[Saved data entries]
- - -
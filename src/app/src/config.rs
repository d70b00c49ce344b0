//! Device channel endpoint.
//!
//! The firmware serves its command socket on the same host as the configuration
//! page. The shell knows the page host; the core only knows how to turn it into
//! the socket address.

/// Scheme used for the device command socket.
pub const SOCKET_SCHEME: &str = "ws";

/// Path of the device command socket.
pub const SOCKET_PATH: &str = "/ws";

/// Constructs the device socket address for the page host.
///
/// # Example
/// ```
/// use rfid_config_core::config::build_socket_url;
/// let url = build_socket_url("192.168.4.1");
/// assert_eq!(url, "ws://192.168.4.1/ws");
/// ```
pub fn build_socket_url(host: &str) -> String {
    format!("{SOCKET_SCHEME}://{host}{SOCKET_PATH}")
}
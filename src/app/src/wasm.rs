//! WebAssembly entry points used by the browser shell.
//!
//! The shell feeds serialized events in, performs the returned effects and
//! renders the view model. Bridge failures are logged to the console; the
//! shell gets back whatever effects were produced before the failure.

use lazy_static::lazy_static;
use log::error;
use wasm_bindgen::prelude::wasm_bindgen;

use crux_core::{bridge::Bridge, Core};

use crate::App;

lazy_static! {
    static ref CORE: Bridge<App> = Bridge::new(Core::new());
}

#[wasm_bindgen(start)]
pub fn init_wasm() {
    // Fails only if a logger is already installed; that one stays in place.
    let _ = console_log::init_with_level(log::Level::Debug);
}

/// Process a bincode-serialized `Event`, returning bincode-serialized effects.
#[wasm_bindgen]
pub fn process_event(event_bytes: &[u8]) -> Vec<u8> {
    let mut effects = Vec::new();
    if let Err(e) = CORE.update(event_bytes, &mut effects) {
        error!("failed to process event: {e}");
    }
    effects
}

/// Current view model, bincode-serialized.
#[wasm_bindgen]
pub fn view() -> Vec<u8> {
    let mut view = Vec::new();
    if let Err(e) = CORE.view(&mut view) {
        error!("failed to serialize view model: {e}");
    }
    view
}

/// Resolve effect `id` with a bincode-serialized shell response.
#[wasm_bindgen]
pub fn handle_response(id: u32, response_bytes: &[u8]) -> Vec<u8> {
    let mut effects = Vec::new();
    if let Err(e) = CORE.resolve(
        crux_core::bridge::EffectId(id),
        response_bytes,
        &mut effects,
    ) {
        error!("failed to resolve effect {id}: {e}");
    }
    effects
}
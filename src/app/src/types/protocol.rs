//! Command messages exchanged with the device firmware.
//!
//! Both directions are JSON objects tagged by their `command` field.

use serde::{Deserialize, Deserializer, Serialize};

use crate::types::config::ConfigRecord;

/// Commands sent to the device. None of them is acknowledged.
#[derive(Debug, Clone, Serialize, PartialEq, Eq)]
#[serde(tag = "command")]
pub enum DeviceCommand {
    #[serde(rename = "getconf")]
    GetConfig,
    #[serde(rename = "scan")]
    Scan,
    #[serde(rename = "testrelay")]
    TestRelay,
    #[serde(rename = "configfile")]
    SaveConfig(ConfigRecord),
}

impl DeviceCommand {
    /// Wire tag of the command.
    pub fn name(&self) -> &'static str {
        match self {
            Self::GetConfig => "getconf",
            Self::Scan => "scan",
            Self::TestRelay => "testrelay",
            Self::SaveConfig(_) => "configfile",
        }
    }
}

/// Messages pushed by the device.
///
/// Commands this client does not know about land in `Unknown` and are ignored,
/// so newer firmware can add messages without breaking older pages.
#[derive(Debug, Clone, Deserialize, PartialEq, Eq)]
#[serde(tag = "command")]
pub enum DeviceMessage {
    #[serde(rename = "ssidlist")]
    SsidList {
        #[serde(default)]
        ssid: Vec<String>,
    },
    #[serde(rename = "configfile")]
    Config(DeviceConfig),
    #[serde(other)]
    Unknown,
}

/// Configuration as reported by the device.
///
/// Nothing here is required: missing fields stay `None` and are simply not
/// applied to the form. Scalars may arrive as JSON strings or numbers.
#[derive(Debug, Clone, Default, Deserialize, PartialEq, Eq)]
pub struct DeviceConfig {
    #[serde(default, deserialize_with = "scalar_as_string")]
    pub ssid: Option<String>,
    #[serde(default, rename = "pswd", deserialize_with = "scalar_as_string")]
    pub password: Option<String>,
    #[serde(default, rename = "sspin", deserialize_with = "scalar_as_string")]
    pub sensor_pin: Option<String>,
    #[serde(default, rename = "rfidgain", deserialize_with = "scalar_as_string")]
    pub rfid_gain: Option<String>,
    #[serde(default, rename = "rpin", deserialize_with = "scalar_as_string")]
    pub relay_pin: Option<String>,
    #[serde(default, rename = "rtime", deserialize_with = "scalar_as_string")]
    pub relay_time_ms: Option<String>,
    #[serde(default, rename = "wmode", deserialize_with = "scalar_as_string")]
    pub mode: Option<String>,
}

#[derive(Deserialize)]
#[serde(untagged)]
enum Scalar {
    Text(String),
    Number(serde_json::Number),
}

fn scalar_as_string<'de, D>(deserializer: D) -> Result<Option<String>, D::Error>
where
    D: Deserializer<'de>,
{
    Ok(Option::<Scalar>::deserialize(deserializer)?.map(|scalar| match scalar {
        Scalar::Text(text) => text,
        Scalar::Number(number) => number.to_string(),
    }))
}
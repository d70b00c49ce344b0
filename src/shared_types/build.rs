use anyhow::Result;
use crux_core::typegen::TypeGen;
use rfid_config_core::{
    events::{FormEvent, ScanEvent, SocketEvent},
    types::{ConnectionState, FormField, ScanSelectionMode},
    App, NavigationOperation, SocketOperation,
};
use std::path::PathBuf;

fn main() -> Result<()> {
    println!("cargo:rerun-if-changed=../app");

    let mut gen = TypeGen::new();

    gen.register_app::<App>()?;

    // Nested event enums are only reached through `Event`, register them so every
    // variant is traced
    gen.register_type::<SocketEvent>()?;
    gen.register_type::<FormEvent>()?;
    gen.register_type::<ScanEvent>()?;

    gen.register_type::<FormField>()?;
    gen.register_type::<ConnectionState>()?;
    gen.register_type::<ScanSelectionMode>()?;
    gen.register_type::<SocketOperation>()?;
    gen.register_type::<NavigationOperation>()?;

    let output_root = PathBuf::from("./generated");

    gen.typescript("shared_types", output_root.join("typescript"))?;

    Ok(())
}
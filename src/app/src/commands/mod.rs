pub mod navigation;
pub mod socket;
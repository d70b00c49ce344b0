use serde::{Deserialize, Serialize};

use crate::types::protocol::DeviceConfig;

/// Network role of the device, transmitted as `"0"` / `"1"`.
#[derive(Debug, Clone, Copy, Default, Serialize, Deserialize, PartialEq, Eq)]
pub enum WifiMode {
    #[default]
    #[serde(rename = "0")]
    Station,
    #[serde(rename = "1")]
    AccessPoint,
}

impl WifiMode {
    /// Only the literal `"1"` selects access point mode; anything else, including
    /// an absent value, falls back to station mode.
    pub fn from_wire(value: Option<&str>) -> Self {
        match value {
            Some("1") => Self::AccessPoint,
            _ => Self::Station,
        }
    }

    pub fn as_wire(self) -> &'static str {
        match self {
            Self::Station => "0",
            Self::AccessPoint => "1",
        }
    }
}

/// Full device configuration as sent with the `configfile` command.
///
/// Field order matches the wire order of the command object. Every value is
/// string-typed on the wire, including pins and timings.
#[derive(Debug, Clone, Default, Serialize, Deserialize, PartialEq, Eq)]
pub struct ConfigRecord {
    pub ssid: String,
    #[serde(rename = "wmode")]
    pub mode: WifiMode,
    #[serde(rename = "pswd")]
    pub password: String,
    #[serde(rename = "sspin")]
    pub sensor_pin: String,
    #[serde(rename = "rfidgain")]
    pub rfid_gain: String,
    #[serde(rename = "rpin")]
    pub relay_pin: String,
    #[serde(rename = "rtime")]
    pub relay_time_ms: String,
}

/// Text controls of the configuration form.
#[derive(Debug, Clone, Copy, Serialize, Deserialize, PartialEq, Eq)]
#[serde(rename_all = "camelCase")]
pub enum FormField {
    Ssid,
    Password,
    SensorPin,
    RfidGain,
    RelayPin,
    RelayTime,
}

/// Values currently shown in the configuration form.
///
/// `ssid` is the manual entry text field. Whether it is used on save depends on
/// the scan selection mode, see [`crate::types::ScanState::current_selected_ssid`].
#[derive(Debug, Clone, Default, Serialize, Deserialize, PartialEq, Eq)]
pub struct ConfigForm {
    pub ssid: String,
    pub password: String,
    pub sensor_pin: String,
    pub rfid_gain: String,
    pub relay_pin: String,
    pub relay_time_ms: String,
    pub access_point: bool,
}

impl ConfigForm {
    /// Copy device values into the form.
    ///
    /// Absent fields leave their control untouched. The mode checkbox is always
    /// written: it is checked exactly when the device reports `wmode == "1"`.
    pub fn hydrate(&mut self, config: DeviceConfig) {
        let DeviceConfig {
            ssid,
            password,
            sensor_pin,
            rfid_gain,
            relay_pin,
            relay_time_ms,
            mode,
        } = config;

        for (control, value) in [
            (&mut self.ssid, ssid),
            (&mut self.password, password),
            (&mut self.sensor_pin, sensor_pin),
            (&mut self.rfid_gain, rfid_gain),
            (&mut self.relay_pin, relay_pin),
            (&mut self.relay_time_ms, relay_time_ms),
        ] {
            if let Some(value) = value {
                *control = value;
            }
        }

        self.access_point = WifiMode::from_wire(mode.as_deref()) == WifiMode::AccessPoint;
    }

    /// Build the record to send, taking the SSID from the caller since it may
    /// come from the scan dropdown rather than the text field.
    pub fn collect(&self, ssid: String) -> ConfigRecord {
        ConfigRecord {
            ssid,
            mode: self.mode(),
            password: self.password.clone(),
            sensor_pin: self.sensor_pin.clone(),
            rfid_gain: self.rfid_gain.clone(),
            relay_pin: self.relay_pin.clone(),
            relay_time_ms: self.relay_time_ms.clone(),
        }
    }

    pub fn mode(&self) -> WifiMode {
        if self.access_point {
            WifiMode::AccessPoint
        } else {
            WifiMode::Station
        }
    }

    /// Set a text control. Returns `true` if the value changed.
    pub fn set(&mut self, field: FormField, value: String) -> bool {
        let control = match field {
            FormField::Ssid => &mut self.ssid,
            FormField::Password => &mut self.password,
            FormField::SensorPin => &mut self.sensor_pin,
            FormField::RfidGain => &mut self.rfid_gain,
            FormField::RelayPin => &mut self.relay_pin,
            FormField::RelayTime => &mut self.relay_time_ms,
        };

        if *control == value {
            return false;
        }
        *control = value;
        true
    }
}

#[cfg(test)]
mod tests {
    use super::*;

    fn device_config(wmode: Option<&str>) -> DeviceConfig {
        DeviceConfig {
            ssid: Some("HomeNet".to_string()),
            password: Some("hunter22".to_string()),
            sensor_pin: Some("4".to_string()),
            rfid_gain: Some("32".to_string()),
            relay_pin: Some("5".to_string()),
            relay_time_ms: Some("400".to_string()),
            mode: wmode.map(str::to_string),
        }
    }

    #[test]
    fn wifi_mode_serializes_as_string_literal() {
        assert_eq!(serde_json::to_string(&WifiMode::Station).unwrap(), "\"0\"");
        assert_eq!(serde_json::to_string(&WifiMode::AccessPoint).unwrap(), "\"1\"");
    }

    #[test]
    fn wifi_mode_from_wire_only_accepts_one_as_access_point() {
        assert_eq!(WifiMode::from_wire(Some("1")), WifiMode::AccessPoint);
        assert_eq!(WifiMode::from_wire(Some("0")), WifiMode::Station);
        assert_eq!(WifiMode::from_wire(Some("2")), WifiMode::Station);
        assert_eq!(WifiMode::from_wire(None), WifiMode::Station);
    }

    #[test]
    fn hydrate_fills_every_control() {
        let mut form = ConfigForm::default();

        form.hydrate(device_config(Some("1")));

        assert_eq!(form.ssid, "HomeNet");
        assert_eq!(form.password, "hunter22");
        assert_eq!(form.sensor_pin, "4");
        assert_eq!(form.rfid_gain, "32");
        assert_eq!(form.relay_pin, "5");
        assert_eq!(form.relay_time_ms, "400");
        assert!(form.access_point);
    }

    #[test]
    fn hydrate_leaves_absent_fields_untouched() {
        let mut form = ConfigForm {
            relay_time_ms: "250".to_string(),
            ..Default::default()
        };

        form.hydrate(DeviceConfig {
            ssid: Some("HomeNet".to_string()),
            ..Default::default()
        });

        assert_eq!(form.ssid, "HomeNet");
        assert_eq!(form.relay_time_ms, "250");
        assert_eq!(form.password, "");
        assert!(!form.access_point);
    }

    #[test]
    fn hydrate_resets_access_point_for_station_mode() {
        let mut form = ConfigForm {
            access_point: true,
            ..Default::default()
        };

        form.hydrate(device_config(Some("0")));

        assert!(!form.access_point);
        assert_eq!(form.collect(form.ssid.clone()).mode, WifiMode::Station);
    }

    #[test]
    fn collect_after_hydrate_reproduces_record() {
        let mut form = ConfigForm::default();
        form.hydrate(device_config(Some("1")));

        let record = form.collect(form.ssid.clone());

        assert_eq!(
            record,
            ConfigRecord {
                ssid: "HomeNet".to_string(),
                mode: WifiMode::AccessPoint,
                password: "hunter22".to_string(),
                sensor_pin: "4".to_string(),
                rfid_gain: "32".to_string(),
                relay_pin: "5".to_string(),
                relay_time_ms: "400".to_string(),
            }
        );
    }

    #[test]
    fn set_reports_whether_value_changed() {
        let mut form = ConfigForm::default();

        assert!(form.set(FormField::RelayTime, "300".to_string()));
        assert!(!form.set(FormField::RelayTime, "300".to_string()));
        assert_eq!(form.relay_time_ms, "300");
    }
}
- - -
YOUR INSTRUCTIONS: Looking back over the data above, restate word for word the lines that begin at the line with "if let Some(value)" and end at the line with "FormField::Password => &mut", inclusive.

ANSWER TO THIS TASK:
            if let Some(value) = value {
                *control = value;
            }
        }

        self.access_point = WifiMode::from_wire(mode.as_deref()) == WifiMode::AccessPoint;
    }

    /// Build the record to send, taking the SSID from the caller since it may
    /// come from the scan dropdown rather than the text field.
    pub fn collect(&self, ssid: String) -> ConfigRecord {
        ConfigRecord {
            ssid,
            mode: self.mode(),
            password: self.password.clone(),
            sensor_pin: self.sensor_pin.clone(),
            rfid_gain: self.rfid_gain.clone(),
            relay_pin: self.relay_pin.clone(),
            relay_time_ms: self.relay_time_ms.clone(),
        }
    }

    pub fn mode(&self) -> WifiMode {
        if self.access_point {
            WifiMode::AccessPoint
        } else {
            WifiMode::Station
        }
    }

    /// Set a text control. Returns `true` if the value changed.
    pub fn set(&mut self, field: FormField, value: String) -> bool {
        let control = match field {
            FormField::Ssid => &mut self.ssid,
            FormField::Password => &mut self.password,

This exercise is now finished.